On-Demand Runbooks

An on-demand runbook enables you to execute a runbook manually and immediately, which is distinct from incident runbooks and lifecycle runbooks that execute in response to specific events.

On-demand runbooks are useful for cases such as:

  • Discovery — List everything known about an entity from various products (Riverbed and third-party).

  • Experimentation/testing — Test a runbook being defined for remediation to validate it before automating it.

  • Routine IT troubleshooting — The IT desk received a report of an issue at a specific time; execute a runbook for the reporting user, location, or application at that time.

  • Verification — An incident occurred yesterday and is now fixed. Execute a runbook to validate the fix and ensure that everything is back to normal.

  • Change validation — A network configuration was performed; verify that everything is still up and running, based on a checklist of items to validate.

  • Integration — Integrate with a third party vendor and send it specific network data collected from Riverbed products.

On-demand runbooks are listed on their own On-demand Runbooks page, separate from other runbook types.

Create an on-demand runbook by clicking New on the On-demand Runbooks page to open the Runbook Editor. The new runbook is started on the canvas with an Input node added by default.

On-demand runbook definitions are similar to other Runbook types, with these exceptions:

  • An on-demand Runbook starts with an Input node, not a Trigger node. The Input node requires you to explicitly supply the details that give the on-demand runbook the context it needs to be able to execute, information that an incident Runbook acquires implicitly from its Trigger node. (This also means that Decision nodes used in on-demand runbooks don't have a Trigger category.) On-demand runbooks can use any of the following entity types as inputs:

    • None (Execute the runbook on all the data without specifying any input.)

    • Interface

    • Device

    • Application

    • Host

    • Client

    • Server

    • Location

    • Client Location

    • Server Location

  • Since on-demand runbooks are executed manually at your initiation, they are not managed as automations like triggered runbooks (incident, lifecycle, and external) are.
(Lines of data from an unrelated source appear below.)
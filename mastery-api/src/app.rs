/// Application state and router builder
///
/// # Example
///
/// ```no_run
/// use mastery_api::{app::{build_router, AppState}, config::Config};
/// use mastery_shared::store::PgStore;
/// use sqlx::PgPool;
/// use std::sync::Arc;
///
/// # async fn example() -> anyhow::Result<()> {
/// let config = Config::from_env()?;
/// let pool = PgPool::connect(&config.database.url).await?;
/// let state = AppState::new(Arc::new(PgStore::new(pool)), config);
///
/// let app = build_router(state);
/// let listener = tokio::net::TcpListener::bind("0.0.0.0:8080").await?;
/// axum::serve(listener, app).await?;
/// # Ok(())
/// # }
/// ```

use crate::{config::Config, error::ApiError};
use axum::{
    extract::{Request, State},
    http::{header, HeaderName, HeaderValue, Method},
    middleware::Next,
    response::Response,
    routing::{get, post},
    Router,
};
use mastery_shared::{auth::middleware::authenticate_bearer, store::AccountStore};
use std::sync::Arc;
use tower_http::{
    cors::{Any, CorsLayer},
    trace::{DefaultMakeSpan, DefaultOnResponse, TraceLayer},
};
use tracing::Level;

/// Shared application state
///
/// Cloned into every handler through the `State` extractor.
#[derive(Clone)]
pub struct AppState {
    pub store: Arc<dyn AccountStore>,

    pub config: Arc<Config>,
}

impl AppState {
    pub fn new(store: Arc<dyn AccountStore>, config: Config) -> Self {
        Self {
            store,
            config: Arc::new(config),
        }
    }

    /// Secret the identity provider signs session tokens with
    pub fn session_secret(&self) -> &str {
        &self.config.session.jwt_secret
    }
}

/// Builds the complete Axum router with all routes and middleware
///
/// ```text
/// /
/// ├── GET  /health                 # Health check (public)
/// └── /v1/
///     ├── POST /webhooks/stripe    # Stripe webhook (signature-verified, any origin)
///     └── /me/                     # Signed-in user (Bearer session token)
///         ├── GET  /
///         ├── GET  /entitlement
///         └── POST /enrollment
/// ```
pub fn build_router(state: AppState) -> Router {
    use crate::routes;

    let me_routes = Router::new()
        .route("/", get(routes::me::get_account))
        .route("/entitlement", get(routes::me::get_active_entitlement))
        .route("/enrollment", post(routes::me::create_enrollment))
        .layer(axum::middleware::from_fn_with_state(
            state.clone(),
            jwt_auth_layer,
        ));

    let account_routes = Router::new()
        .route("/health", get(routes::health::health_check))
        .nest("/v1/me", me_routes)
        .layer(account_cors(&state.config));

    // Stripe posts from its own servers; the endpoint is open to any origin
    let webhook_routes = Router::new()
        .route(
            "/v1/webhooks/stripe",
            post(routes::webhooks::stripe::handle_stripe_webhook),
        )
        .layer(webhook_cors());

    Router::new()
        .merge(account_routes)
        .merge(webhook_routes)
        .layer(
            TraceLayer::new_for_http()
                .make_span_with(DefaultMakeSpan::new().level(Level::INFO))
                .on_response(DefaultOnResponse::new().level(Level::INFO)),
        )
        .with_state(state)
}

fn account_cors(config: &Config) -> CorsLayer {
    if config.allows_any_origin() {
        return CorsLayer::permissive();
    }

    let origins: Vec<HeaderValue> = config
        .api
        .cors_origins
        .iter()
        .filter_map(|origin| origin.parse().ok())
        .collect();

    CorsLayer::new()
        .allow_origin(origins)
        .allow_methods([Method::GET, Method::POST, Method::OPTIONS])
        .allow_headers([header::AUTHORIZATION, header::CONTENT_TYPE])
        .allow_credentials(true)
        .max_age(std::time::Duration::from_secs(3600))
}

fn webhook_cors() -> CorsLayer {
    CorsLayer::new()
        .allow_origin(Any)
        .allow_methods([Method::POST, Method::OPTIONS])
        .allow_headers([
            header::AUTHORIZATION,
            header::CONTENT_TYPE,
            HeaderName::from_static("stripe-signature"),
        ])
}

/// Bearer session authentication
///
/// Validates the identity provider's token and injects `AuthContext`
/// into request extensions.
async fn jwt_auth_layer(
    State(state): State<AppState>,
    mut req: Request,
    next: Next,
) -> Result<Response, ApiError> {
    let auth_header = req
        .headers()
        .get(header::AUTHORIZATION)
        .and_then(|v| v.to_str().ok());

    let auth_context = authenticate_bearer(auth_header, state.session_secret())?;

    req.extensions_mut().insert(auth_context);

    Ok(next.run(req).await)
}
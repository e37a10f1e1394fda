/// User profile
///
/// ```sql
/// CREATE TABLE user_profiles (
///     id TEXT PRIMARY KEY,
///     full_name VARCHAR(255) NOT NULL,
///     phone VARCHAR(64) NOT NULL,
///     created_at TIMESTAMPTZ NOT NULL DEFAULT NOW()
/// );
/// ```

use super::UserId;
use serde::{Deserialize, Serialize};

/// Profile created at signup; read-only afterwards
#[derive(Debug, Clone, PartialEq, Eq, Serialize, Deserialize, sqlx::FromRow)]
pub struct Profile {
    /// Same value as the identity-provider user id
    pub id: UserId,

    pub full_name: String,

    pub phone: String,
}

/// Input for creating a profile
#[derive(Debug, Clone, Serialize, Deserialize)]
pub struct CreateProfile {
    pub id: UserId,
    pub full_name: String,
    pub phone: String,
}

impl From<CreateProfile> for Profile {
    fn from(data: CreateProfile) -> Self {
        Profile {
            id: data.id,
            full_name: data.full_name,
            phone: data.phone,
        }
    }
}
  • On-demand runbooks do not use/support Impact Statements.

  • On-demand runbooks do not use/support incident variables.

When you create an on-demand runbook that specifies an entity type, you will be prompted to provide that entity at execution, and that entity then can be used to filter all the data queries within the runbook. For example, for an application input, you will be prompted to provide an application; if you then specify that you want to execute for the Exchange application, you can define the runbook such that all the runbook's Data Query nodes use Exchange as a filter in order to furnish additional information about Exchange.

Once the on-demand runbook has executed, its output is listed on the Runbook Analyses page.